Should We Get Married?

Should We Get Married?

Kinah_D

5

Haruskah kita menikah?

Pertanyaan serius terasa bercanda terlontar dalam mulut July. Suasana mendadak hening seketika. Hanya terdengar lirih hembusan napas April meniup kopi yang sebenarnya tak lagi panas.

Meski fokus pada secangkir kopi yang ia pegang dengan kedua tangannya, April menyadari bahwa July sedang menatapnya.

Aku membayangkan, kita akan hidup bahagia setelah menikah. Kamu tak perlu berada di lingkungan kerja yang toxic lagi”, lanjutnya."

__

Bekerja sebagai staff Administrasi di salah satu perusahaan percetakan di Jakarta, merupakan pekerjaan impian April. Namun, impian tersebut dirasa salah setelah 6 bulan bekerja.

Biasanya, orang merasa tidak nyaman di kantor baru di bulan pertama sampai 3 bulan ke depan. Ini berbeda, semua berjalan aman dan nyaman selama 6 bulan. Setelahnya, April merasa seharusnya dirinya tidak berada disana.

Sejak pergantian Direktur di Januari 2018, April mulai merasa tak nyaman dengan lingkungan kerjanya. Seperti sesak napas. Terengap-engap seperti habis lari maraton. Tak punya sakit asma atau gangguan pernapasan, tetapi tiap malam dirinya selalu kesulitan bernapas.

Ada beban yang harus dibawanya setiap hari. Bahkan ketika tidurpun ia tak bisa meletakkannya. Dalam mimpi pun terus terbawa.

Oh pekerjaan, bisakah kau menyingkir sejenak dari pikiranku”, pinta April setiap kali ia memejamkan mata.

Nyatanya, urusan pekerjaan itu terus menempel dalam pikirannya. Seolah tidak mau lepas karena sayang. Hal ini terus terjadi selama 2 tahun.

__

Pril, besok saya ada meeting dadakan. Tolong siapkan data klien yang sudah melunasi tagihan & yang belum bulan ini. Jam 8 sudah siap, antar ke ruang rapat.”, pesan WhatsApp itu diterimanya pukul 21.23.

Baik Pak, Noted”, balas April tepat pukul 21.25.

Meskipun itu tugas besok pagi, tapi membuat pikirannya tak tenang. Dengan tubuh yang sebenarnya lelah, ia paksa bangkit dari kasur berukuran 200x200cm. Berjalan 5 langkah menuju meja kerjanya. Menyalakan lampu dan laptop.

Ahhhhrrrrrgggg”, omel April pada pekerjaan yang ada di layar laptopnya.

Ditemani kopi hangat yang ia seduh di Apartemennya, April menyiapkan rekapan data untuk rapat besok. April memang tidak suka menyiapkan hal-hal mendadak, ia seringkali mengorbankan waktu hari ini untuk melakukan sesuatu yang seharusnya esok hari.

__

Tidak sia-sia begadang, pagi ini rapat berjalan dengan lancar.
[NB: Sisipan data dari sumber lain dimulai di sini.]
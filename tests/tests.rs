use em3ds::bus::CpuId;
use em3ds::scheduler::{Event, Scheduler};
use em3ds::wifi::WifiSoc;
use em3ds::xtensa::Xtensa;
use em3ds::{Emulator, Signal};
use std::fs::{self, File, OpenOptions};
use std::path::PathBuf;

fn make_emulator() -> Emulator {
    let mut em = Emulator::new();
    let boot9 = vec![0u8; 1024 * 64];
    let boot11 = vec![0u8; 1024 * 64];
    let otp = vec![0u8; 256];
    em.load_roms(&boot9, &boot11, &otp);
    em.reset();
    em
}

fn temp_image(name: &str, contents: &[u8]) -> (PathBuf, File) {
    let path = std::env::temp_dir().join(format!("em3ds-test-{}-{}", std::process::id(), name));
    fs::write(&path, contents).unwrap();
    let file = OpenOptions::new().read(true).write(true).open(&path).unwrap();
    (path, file)
}

// ---- Interrupt9 ----

#[test]
fn int9_line_tracks_ie_and_if() {
    let mut em = make_emulator();
    assert!(!em.bus.int9.line());

    em.bus.arm9_write32(0x10001000, 1 << 16);
    assert!(!em.bus.int9.line());

    em.bus.int9.assert_irq(16);
    assert!(em.bus.int9.line());

    // IF is write-1-to-clear.
    em.bus.arm9_write32(0x10001004, 1 << 16);
    assert!(!em.bus.int9.line());
    assert_eq!(em.bus.arm9_read32(0x10001004), 0);
}

// ---- MPCore PMR ----

fn pmr_setup_core0(em: &mut Emulator) {
    // Enable the CPU interface, open the priority mask and unmask
    // interrupts 64-95 with core 0 as target.
    em.bus.arm11_write32(0, 0x17E00100, 1);
    em.bus.arm11_write32(0, 0x17E00104, 0xF0);
    em.bus.arm11_write32(0, 0x17E01108, 0xFFFFFFFF);
    for i in 0..32 {
        em.bus.arm11_write8(0, 0x17E01820 + 32 + i, 0x1);
    }
}

#[test]
fn pmr_acknowledge_is_atomic() {
    let mut em = make_emulator();
    pmr_setup_core0(&mut em);

    em.bus.pmr.assert_hw_irq(0x40);
    assert!(em.bus.pmr.int_line(0));
    assert_eq!(em.bus.arm11_read32(0, 0x17E00118), 0x40);

    // The acknowledge read returns the cause, clears the pending bit and
    // makes the interrupt active.
    let cause = em.bus.arm11_read32(0, 0x17E0010C);
    assert_eq!(cause, 0x40);
    assert!(!em.bus.pmr.int_line(0));
    assert_eq!(em.bus.arm11_read32(0, 0x17E01208), 0);

    // End of interrupt; nothing else pending.
    em.bus.arm11_write32(0, 0x17E00110, cause);
    assert!(!em.bus.pmr.int_line(0));
    assert_eq!(em.bus.arm11_read32(0, 0x17E00118), 1023);
}

#[test]
fn pmr_priority_tie_resolves_to_lower_id() {
    let mut em = make_emulator();
    pmr_setup_core0(&mut em);

    em.bus.pmr.assert_hw_irq(0x45);
    em.bus.pmr.assert_hw_irq(0x41);
    let cause = em.bus.arm11_read32(0, 0x17E0010C);
    assert_eq!(cause, 0x41);
}

#[test]
fn pmr_preemption_by_higher_priority() {
    let mut em = make_emulator();
    pmr_setup_core0(&mut em);

    // Priorities: int 0x41 at 8, int 0x42 at 2.
    em.bus.arm11_write8(0, 0x17E01420 + 0x21, 8 << 4);
    em.bus.arm11_write8(0, 0x17E01420 + 0x22, 2 << 4);

    em.bus.pmr.assert_hw_irq(0x41);
    let cause = em.bus.arm11_read32(0, 0x17E0010C);
    assert_eq!(cause, 0x41);
    assert!(!em.bus.pmr.int_line(0));

    // A strictly higher-priority interrupt preempts the active one.
    em.bus.pmr.assert_hw_irq(0x42);
    assert!(em.bus.pmr.int_line(0));

    // With preemption disabled the line stays quiet for an equal-priority
    // arrival.
    em.bus.arm11_write32(0, 0x17E00110, cause);
    em.bus.arm11_write32(0, 0x17E00108, 0x7);
    em.bus.pmr.assert_hw_irq(0x41);
    let cause = em.bus.arm11_read32(0, 0x17E0010C);
    assert_eq!(cause & 0x3FF, 0x42);
    em.bus.pmr.assert_hw_irq(0x42);
    assert!(!em.bus.pmr.int_line(0));
}

#[test]
fn pmr_sgi_carries_requester_id() {
    let mut em = make_emulator();
    pmr_setup_core0(&mut em);

    // Core 1 sends SGI 3 to core 0 via the target list.
    em.bus.arm11_write32(1, 0x17E01F00, (1 << 16) | 3);
    assert!(em.bus.pmr.int_line(0));
    let cause = em.bus.arm11_read32(0, 0x17E0010C);
    assert_eq!(cause & 0x3FF, 3);
    assert_eq!((cause >> 10) & 0x7, 1);

    // All-but-self reaches everyone else.
    em.bus.arm11_write32(0, 0x17E01F00, (1 << 24) | 5);
    for core in 1..4 {
        assert_eq!(em.bus.arm11_read32(core, 0x17E01200) & (1 << 5), 1 << 5);
    }
    assert_eq!(em.bus.arm11_read32(0, 0x17E01200) & (1 << 5), 0);
}

// ---- Timers ----

#[test]
fn arm9_timer_overflow_and_cascade() {
    let mut em = make_emulator();

    // Timer 0: prescaler 1, IRQ on overflow. Timer 1: count-up cascade.
    em.bus.arm9_write16(0x10003000, 0xFFFF);
    em.bus.arm9_write16(0x10003004, 0xFFFF);
    em.bus.arm9_write16(0x10003006, (1 << 2) | (1 << 6) | (1 << 7));
    em.bus.arm9_write16(0x10003002, (1 << 6) | (1 << 7));

    em.bus.run_timers();
    let iflag = em.bus.int9.read_if();
    assert_ne!(iflag & (1 << 8), 0, "timer 0 overflow IRQ");
    assert_ne!(iflag & (1 << 9), 0, "timer 1 cascade IRQ");
    assert_eq!(em.bus.arm9_read16(0x10003000), 0);
}

#[test]
fn arm11_private_timer_fires_per_core() {
    let mut em = make_emulator();

    // Core 2's private timer: load 4, enable + auto-reload + IRQ.
    em.bus.arm11_write32(2, 0x17E00600, 4);
    em.bus.arm11_write32(2, 0x17E00608, 0x7);
    em.bus.arm11_write32(2, 0x17E00100, 1);
    em.bus.arm11_write32(2, 0x17E00104, 0xF0);
    em.bus.arm11_write32(2, 0x17E01100, 1 << 29);

    for _ in 0..4 {
        em.bus.run_timers();
    }
    assert_eq!(em.bus.arm11_read32(2, 0x17E0060C), 1);
    assert!(em.bus.pmr.int_line(2));
    assert!(!em.bus.pmr.int_line(0));
    let cause = em.bus.arm11_read32(2, 0x17E0010C);
    assert_eq!(cause & 0x3FF, 29);

    // Int-status is write-1-to-clear; auto-reload restarted the counter.
    em.bus.arm11_write32(2, 0x17E0060C, 1);
    assert_eq!(em.bus.arm11_read32(2, 0x17E0060C), 0);
    assert_eq!(em.bus.arm11_read32(2, 0x17E00604), 4);
}

// ---- NDMA ----

#[test]
fn ndma_immediate_copies_exactly_write_count_words() {
    let mut em = make_emulator();

    for i in 0..8u32 {
        em.bus.arm9_write32(0x1FF80000 + i * 4, 0xCAFE0000 + i);
    }

    em.bus.arm9_write32(0x10002004, 0x1FF80000);
    em.bus.arm9_write32(0x10002008, 0x1FF80100);
    em.bus.arm9_write32(0x10002010, 4);
    em.bus.arm9_write32(0x1000201C, (1 << 28) | (1 << 30) | (1 << 31));

    for i in 0..4u32 {
        assert_eq!(em.bus.arm9_read32(0x1FF80100 + i * 4), 0xCAFE0000 + i);
    }
    // Exactly four words: the fifth destination slot is untouched.
    assert_eq!(em.bus.arm9_read32(0x1FF80110), 0);
    // Finished: busy clear, completion IRQ latched.
    assert_eq!(em.bus.arm9_read32(0x1000201C) >> 31, 0);
    assert_ne!(em.bus.int9.read_if() & 0x1, 0);
}
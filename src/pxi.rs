// Inter-processor FIFO pair between the ARM9 and ARM11 clusters, plus the
// SYNC handshake register with its doorbell bits. Error conditions
// (push-to-full, pop-from-empty) latch into CNT until acknowledged.

use crate::interrupt9::{Interrupt9, IRQ_PXI_NOT_EMPTY, IRQ_PXI_NOT_FULL, IRQ_PXI_SYNC};
use crate::mpcore::{MpcorePmr, IRQ_PXI_NOT_EMPTY11, IRQ_PXI_NOT_FULL11, IRQ_PXI_SYNC11};
use log::{debug, trace};
use std::collections::VecDeque;

const FIFO_DEPTH: usize = 16;

#[derive(Default)]
struct PxiCnt {
    send_empty_irq: bool,
    recv_irq: bool,
    error: bool,
    enabled: bool,
}

pub struct Pxi {
    fifo9to11: VecDeque<u32>,
    fifo11to9: VecDeque<u32>,
    // Each side reads the byte the other side last sent.
    sync_data9: u8,
    sync_data11: u8,
    sync_irq_enable9: bool,
    sync_irq_enable11: bool,
    cnt9: PxiCnt,
    cnt11: PxiCnt,
    last_recv9: u32,
    last_recv11: u32,
}

impl Pxi {
    pub fn new() -> Self {
        Pxi {
            fifo9to11: VecDeque::with_capacity(FIFO_DEPTH),
            fifo11to9: VecDeque::with_capacity(FIFO_DEPTH),
            sync_data9: 0,
            sync_data11: 0,
            sync_irq_enable9: false,
            sync_irq_enable11: false,
            cnt9: PxiCnt::default(),
            cnt11: PxiCnt::default(),
            last_recv9: 0,
            last_recv11: 0,
        }
    }

    pub fn reset(&mut self) {
        self.fifo9to11.clear();
        self.fifo11to9.clear();
        self.sync_data9 = 0;
        self.sync_data11 = 0;
        self.cnt9 = PxiCnt::default();
        self.cnt11 = PxiCnt::default();
    }

    pub fn read_sync9(&self) -> u32 {
        self.sync_data9 as u32
    }

    pub fn read_sync11(&self) -> u32 {
        self.sync_data11 as u32
    }

    pub fn write_sync9(&mut self, value: u32, pmr: &mut MpcorePmr) {
        trace!("[PXI] Write SYNC9: ${:08X}", value);
        self.sync_data11 = ((value >> 8) & 0xFF) as u8;
        self.sync_irq_enable9 = value & (1 << 31) != 0;
        // Doorbell to the ARM11.
        if value & (1 << 29) != 0 && self.sync_irq_enable11 {
            pmr.assert_hw_irq(IRQ_PXI_SYNC11);
        }
    }

    pub fn write_sync11(&mut self, value: u32, int9: &mut Interrupt9) {
        trace!("[PXI] Write SYNC11: ${:08X}", value);
        self.sync_data9 = ((value >> 8) & 0xFF) as u8;
        self.sync_irq_enable11 = value & (1 << 31) != 0;
        // Doorbell to the ARM9.
        if value & (1 << 30) != 0 && self.sync_irq_enable9 {
            int9.assert_irq(IRQ_PXI_SYNC);
        }
    }

    fn cnt_value(cnt: &PxiCnt, send: &VecDeque<u32>, recv: &VecDeque<u32>) -> u16 {
        let mut reg = send.is_empty() as u16;
        reg |= ((send.len() == FIFO_DEPTH) as u16) << 1;
        reg |= (cnt.send_empty_irq as u16) << 2;
        reg |= (recv.is_empty() as u16) << 8;
        reg |= ((recv.len() == FIFO_DEPTH) as u16) << 9;
        reg |= (cnt.recv_irq as u16) << 10;
        reg |= (cnt.error as u16) << 14;
        reg |= (cnt.enabled as u16) << 15;
        reg
    }

    pub fn read_cnt9(&self) -> u16 {
        Self::cnt_value(&self.cnt9, &self.fifo9to11, &self.fifo11to9)
    }

    pub fn read_cnt11(&self) -> u16 {
        Self::cnt_value(&self.cnt11, &self.fifo11to9, &self.fifo9to11)
    }

    pub fn write_cnt9(&mut self, value: u16) {
        debug!("[PXI] Write CNT9: ${:04X}", value);
        self.cnt9.send_empty_irq = value & (1 << 2) != 0;
        if value & (1 << 3) != 0 {
            self.fifo9to11.clear();
        }
        self.cnt9.recv_irq = value & (1 << 10) != 0;
        if value & (1 << 14) != 0 {
            self.cnt9.error = false;
        }
        self.cnt9.enabled = value & (1 << 15) != 0;
    }

    pub fn write_cnt11(&mut self, value: u16) {
        debug!("[PXI] Write CNT11: ${:04X}", value);
        self.cnt11.send_empty_irq = value & (1 << 2) != 0;
        if value & (1 << 3) != 0 {
            self.fifo11to9.clear();
        }
        self.cnt11.recv_irq = value & (1 << 10) != 0;
        if value & (1 << 14) != 0 {
            self.cnt11.error = false;
        }
        self.cnt11.enabled = value & (1 << 15) != 0;
    }

    pub fn send_to_11(&mut self, value: u32, pmr: &mut MpcorePmr) {
        trace!("[PXI] ARM9 send: ${:08X}", value);
        if self.fifo9to11.len() == FIFO_DEPTH {
            self.cnt9.error = true;
            return;
        }
        let was_empty = self.fifo9to11.is_empty();
        self.fifo9to11.push_back(value);
        if was_empty && self.cnt11.recv_irq {
            pmr.assert_hw_irq(IRQ_PXI_NOT_EMPTY11);
        }
    }

    pub fn send_to_9(&mut self, value: u32, int9: &mut Interrupt9) {
        trace!("[PXI] ARM11 send: ${:08X}", value);
        if self.fifo11to9.len() == FIFO_DEPTH {
            self.cnt11.error = true;
            return;
        }
        let was_empty = self.fifo11to9.is_empty();
        self.fifo11to9.push_back(value);
        if was_empty && self.cnt9.recv_irq {
            int9.assert_irq(IRQ_PXI_NOT_EMPTY);
        }
    }

    pub fn read_msg9(&mut self, pmr: &mut MpcorePmr) -> u32 {
        match self.fifo11to9.pop_front() {
            Some(value) => {
                self.last_recv9 = value;
                // Tell the ARM11 its send FIFO has room again.
                if self.fifo11to9.is_empty() && self.cnt11.send_empty_irq {
                    pmr.assert_hw_irq(IRQ_PXI_NOT_FULL11);
                }
                value
            }
            None => {
                self.cnt9.error = true;
                self.last_recv9
            }
        }
    }

    pub fn read_msg11(&mut self, int9: &mut Interrupt9) -> u32 {
        match self.fifo9to11.pop_front() {
            Some(value) => {
                self.last_recv11 = value;
                if self.fifo9to11.is_empty() && self.cnt9.send_empty_irq {
                    int9.assert_irq(IRQ_PXI_NOT_FULL);
                }
                value
            }
            None => {
                self.cnt11.error = true;
                self.last_recv11
            }
        }
    }
}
Terima kasih, April”, ucapnya pada diri sendiri.

Jangan berharap akan dapat kalimat apresiasi dari atasan. Sekedar terima kasih saja, April mendapatkannya dari diri sendiri. Mungkin terdengar sepele, tapi kalimat singkat itu bisa membuat hati seseorang merasa dihargai atas kerja kerasnya.

Memang sudah menjadi kewajibannya untuk bekerja dengan maksimal dan memberikan yang terbaik. Tapi, semakin maksimal dilakukan, semakin banyak hal tak terduga di malam hari yang harus diselesaikannya. Seperti tak ada batasan.

Makan yuk”, ajak Sintia. Rekan kerja April.

Hmm..”, April menggangguk lemas. Beranjak dari tempat kerjanya untuk ke salah satu tempat makan, yang letaknya berada di seberang kantor. Disusul Randy dan Dimas untuk bergabung makan siang bersama.

Eh sumpah, capek banget gue pagi ini”, keluh Dimas staff gudang.

Huuhh.. gue pagi-pagi udah diomelin klien. Komplain udah transfer, padahal belum”, timpal Sintia. Sebagai customer Service Sintia benar-benar hebat menghadapi klien.

Ya, begitulah bro, namanya hidup”, celetuk Randy.

Makan siang kali ini sempurna, bukan karena dengan lauk pauk, buah-buahan, dan susu, tapi lengkap dengan keluhan-keluhan kehidupan di dunia kerja. April merasa bukan hanya dirinya sendiri yang kerap mengeluh. Bedanya, mereka bisa leluasa meluapkan keluh kesah satu sama lain, sementara April hanya menyimpannya sendiri.